The Satanism idea involved claims about the extreme physical and sexual maltreatment said to be inflicted upon children in cult groups. In 1980, the book Michelle Remembers drew attention to the developing idea of ritualized child abuse, and explicitly suggested that the cults involved were Satanic in nature. The pseudonymous Michelle described memories which she claimed to have recalled during therapy in the late 1970s, when she reported sexual and physical atrocities inflicted on her as a child in Vancouver in the early 1950s.
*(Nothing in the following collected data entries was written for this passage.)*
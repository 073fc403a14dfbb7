//! Change set application.
//!
//! Applies a change set to a target value in place. Each change walks its
//! full path with both create-on-miss policies enabled, then writes or
//! deletes at the addressed slot. The application is wrapped in a panic
//! guard: nothing below this boundary is expected to panic, but if
//! anything does it surfaces as a typed [`PatchError`] instead of
//! unwinding through the caller.

use std::any::Any;
use std::panic::{catch_unwind, AssertUnwindSafe};

use converge_types::{deep_copy, TypedValue};

use crate::change::ChangeSet;
use crate::cursor::{Cursor, CursorConfig};
use crate::error::{PatchError, PatchResult};

const PATCH_CONFIG: CursorConfig = CursorConfig {
    create_missing_containers: true,
    create_missing_values: true,
};

impl ChangeSet {
    /// Apply this change set to a target of the base type, in place.
    ///
    /// Changes are applied in order. A rejected step (type mismatch,
    /// malformed path, unsatisfiable delete) surfaces as a [`PatchError`]
    /// and leaves the target with every preceding change applied.
    pub fn apply(&self, target: &mut TypedValue) -> PatchResult<()> {
        if target.ty() != self.base() {
            return Err(PatchError::BaseTypeMismatch);
        }

        match catch_unwind(AssertUnwindSafe(|| self.apply_unguarded(target))) {
            Ok(result) => result,
            Err(payload) => Err(PatchError::Internal(panic_message(payload.as_ref()))),
        }
    }

    fn apply_unguarded(&self, target: &mut TypedValue) -> PatchResult<()> {
        let (ty, value) = target.parts_mut();
        for change in self.changes() {
            let cursor = Cursor::new(ty, &mut *value, change.path(), PATCH_CONFIG);
            match change.new_value() {
                Some(new) => cursor.set(deep_copy(new))?,
                None => cursor.delete()?,
            }
        }
        Ok(())
    }
}

fn panic_message(payload: &(dyn Any + Send)) -> String {
    if let Some(s) = payload.downcast_ref::<&str>() {
        (*s).to_string()
    } else if let Some(s) = payload.downcast_ref::<String>() {
        s.clone()
    } else {
        "panic during patch application".to_string()
    }
}
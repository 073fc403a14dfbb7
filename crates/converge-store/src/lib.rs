//! Object store seam for the converge workspace.
//!
//! Defines the live-object model (metadata plus a typed body), the schema
//! registry that maps object kinds to their wire identity, and the async
//! client trait through which the reconciler touches the outside world.
//! An in-memory implementation backs tests and embedding.
//!
//! # Key Types
//!
//! - [`Object`] / [`ObjectMeta`] / [`OwnerRef`] — Live objects and their metadata
//! - [`Schema`] / [`KindSpec`] — Kind registry: body type + wire resource name
//! - [`StoreClient`] / [`PatchType`] — The async seam to the external store
//! - [`InMemoryStore`] — HashMap-backed implementation with optimistic concurrency

pub mod error;
pub mod memory;
pub mod object;
pub mod schema;
pub mod traits;

pub use error::{StoreError, StoreResult};
pub use memory::InMemoryStore;
pub use object::{set_controller_ref, Object, ObjectMeta, OwnerRef};
pub use schema::{KindSpec, Schema};
pub use traits::{PatchType, StoreClient};
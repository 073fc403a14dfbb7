//! The three-way merge protocol.
//!
//! One reconcile cycle is one logical transaction against one object.
//! Store operations occur in exactly the order `get -> (create | update)
//! -> patch(server_checkpoint)`; the store's optimistic concurrency is
//! expected to reject stale writes from concurrent cycles.

use tracing::{debug, info, warn};

use converge_diff::diff;
use converge_store::{set_controller_ref, KindSpec, Object, PatchType, StoreClient};

use crate::checkpoint::{parse_checkpoints, server_checkpoint_patch, stamp_client_checkpoint};
use crate::error::ReconcileResult;
use crate::projection::Projected;

/// Which store write a reconcile cycle performed.
#[derive(Clone, Copy, Debug, PartialEq, Eq)]
pub enum Action {
    /// The object was absent and has been created.
    Created,
    /// The object existed and the merge produced a change.
    Updated,
    /// The merge netted out to no change; only the server checkpoint
    /// was refreshed.
    Unchanged,
}

/// The result of a reconcile cycle.
#[derive(Clone, Debug, PartialEq)]
pub struct Outcome {
    /// The write that happened.
    pub action: Action,
    /// The live object as of the end of the cycle, including the freshly
    /// installed server checkpoint.
    pub object: Object,
}

/// Run one reconcile cycle.
///
/// `desired` wraps the state the caller wants; `actual` wraps an empty
/// same-kind object used as the fetch destination. The owner is attached
/// to the desired object before anything touches the store.
///
/// A failure installing the server checkpoint is logged and returned,
/// but the object has already been created or updated successfully; the
/// next cycle notices the missing checkpoint and skips drift-revert once.
pub async fn reconcile<C: StoreClient>(
    cm: &C,
    owner: &Object,
    mut desired: Projected,
    mut actual: Projected,
) -> ReconcileResult<Outcome> {
    let spec = cm.schema().get(&desired.object.kind)?;
    set_controller_ref(owner, &mut desired.object, cm.schema())?;

    let name = desired.object.meta.name.clone();
    let namespace = desired.object.meta.namespace.clone();

    let action = match cm.get(&name, &namespace).await? {
        None => {
            // Object missing: stamp the desired object with a checkpoint
            // of itself and create it.
            let snapshot = desired.object.clone();
            stamp_client_checkpoint(&mut desired.object, &snapshot, spec)?;

            info!(kind = %desired.object.kind, %namespace, %name, "creating object");
            actual.object = cm.create(&desired.object).await?;
            Action::Created
        }
        Some(live) => {
            actual.object = live;
            let changed = merge(&mut actual, &desired, spec)?;
            if changed {
                stamp_client_checkpoint(&mut actual.object, &desired.object, spec)?;

                info!(kind = %actual.object.kind, %namespace, %name, "updating object");
                actual.object = cm.update(&actual.object).await?;
                Action::Updated
            } else {
                Action::Unchanged
            }
        }
    };

    // Record what the object looks like after our write, so the next
    // cycle can tell external drift from its own state.
    let body = server_checkpoint_patch(&actual.object, spec)?;
    match cm.patch(&name, &namespace, PatchType::JsonPatch, &body).await {
        Ok(patched) => actual.object = patched,
        Err(err) => {
            warn!(%namespace, %name, error = %err, "failed to install server checkpoint");
            return Err(err.into());
        }
    }

    Ok(Outcome {
        action,
        object: actual.object,
    })
}

/// Merge drift-revert and caller intent into the live object.
///
/// Returns `true` when the whole object actually changed; the individual
/// patches may cancel each other out.
fn merge(actual: &mut Projected, desired: &Projected, spec: &KindSpec) -> ReconcileResult<bool> {
    let before = actual.object.clone();

    let mut actual_sub = actual.extract(spec)?;
    let desired_sub = desired.extract(spec)?;

    let (client_ckpt, server_ckpt) = parse_checkpoints(&actual.object, spec)?;
    let client_ckpt_sub = actual.projection.extract(&client_ckpt, spec)?;

    let mut patched = false;

    // Drift: what changed externally since we last observed the object.
    // Reverting it realigns the object to the last observed baseline.
    // Without a server checkpoint there is no baseline, and any observed
    // difference is indistinguishable from legitimate external state, so
    // the revert is skipped for this cycle.
    if let Some(server_ckpt) = server_ckpt {
        let server_ckpt_sub = actual.projection.extract(&server_ckpt, spec)?;
        let drift = diff(&actual_sub, &server_ckpt_sub)?;
        if !drift.is_empty() {
            debug!(changes = drift.len(), "reverting external drift");
            drift.apply(&mut actual_sub)?;
            patched = true;
        }
    }

    // Intent: what the caller wants changed relative to the last write.
    let intent = diff(&client_ckpt_sub, &desired_sub)?;
    if !intent.is_empty() {
        debug!(changes = intent.len(), "applying desired changes");
        intent.apply(&mut actual_sub)?;
        patched = true;
    }

    if patched {
        actual.implant(actual_sub, spec)?;
    }

    // Deep equality instead of the patched flag: the two change sets can
    // cancel each other out.
    Ok(actual.object != before)
}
This text would shape all subsequent narratives of ritual child abuse, and also legitimized the theory that traumatic events could lie dormant until resurfacing during therapy(2) . 
Several distinct strands of speculation - about Satanism, cult violence, and ritual abuse - merged as a result of one of the most notorious criminal cases of the decade, the mass abuse case at McMartin preschool, which was first reported in the media in 1984. Not for the first time, a cult scare erupted from southern California. According to prosecutors, hundreds of small children attending this school had been sexually abused by a ring of teachers, often in ritualistic settings involving robes, pentacles, and church altars. Though the McMartin case is now generally recognized as spurious, this affair generated fears that Satanic rings lurked behind the walls of pre-schools and day-care institutions across the country. There would be many subsequent investigations, and a number of equally unfounded criminal charges, with the most outrageous instances occurring at Bakersfield (California), Jordan (Minnesota), Edenton (North Carolina), Martensville (Canada), and Wenatchee (Washington). In each case, it was charged that organized groups of Satanists held ceremonies in which children played a major role. Children were raped and sodomized by large numbers of participants, both male and female, and some infants were mutilated or sacrificed. Sacrificial rituals might involve the drinking of a victim's blood or the eating of his flesh. Other rites involved the consumption of urine or feces. The emphasis on defiling children was said to reflect the view that the most innocent victim was the most satisfying sacrifice to the Lord of Evil. One variant of the story held that women belonging to the cults acted as "breeders" or "brood mares", who bred children specifically to be murdered. 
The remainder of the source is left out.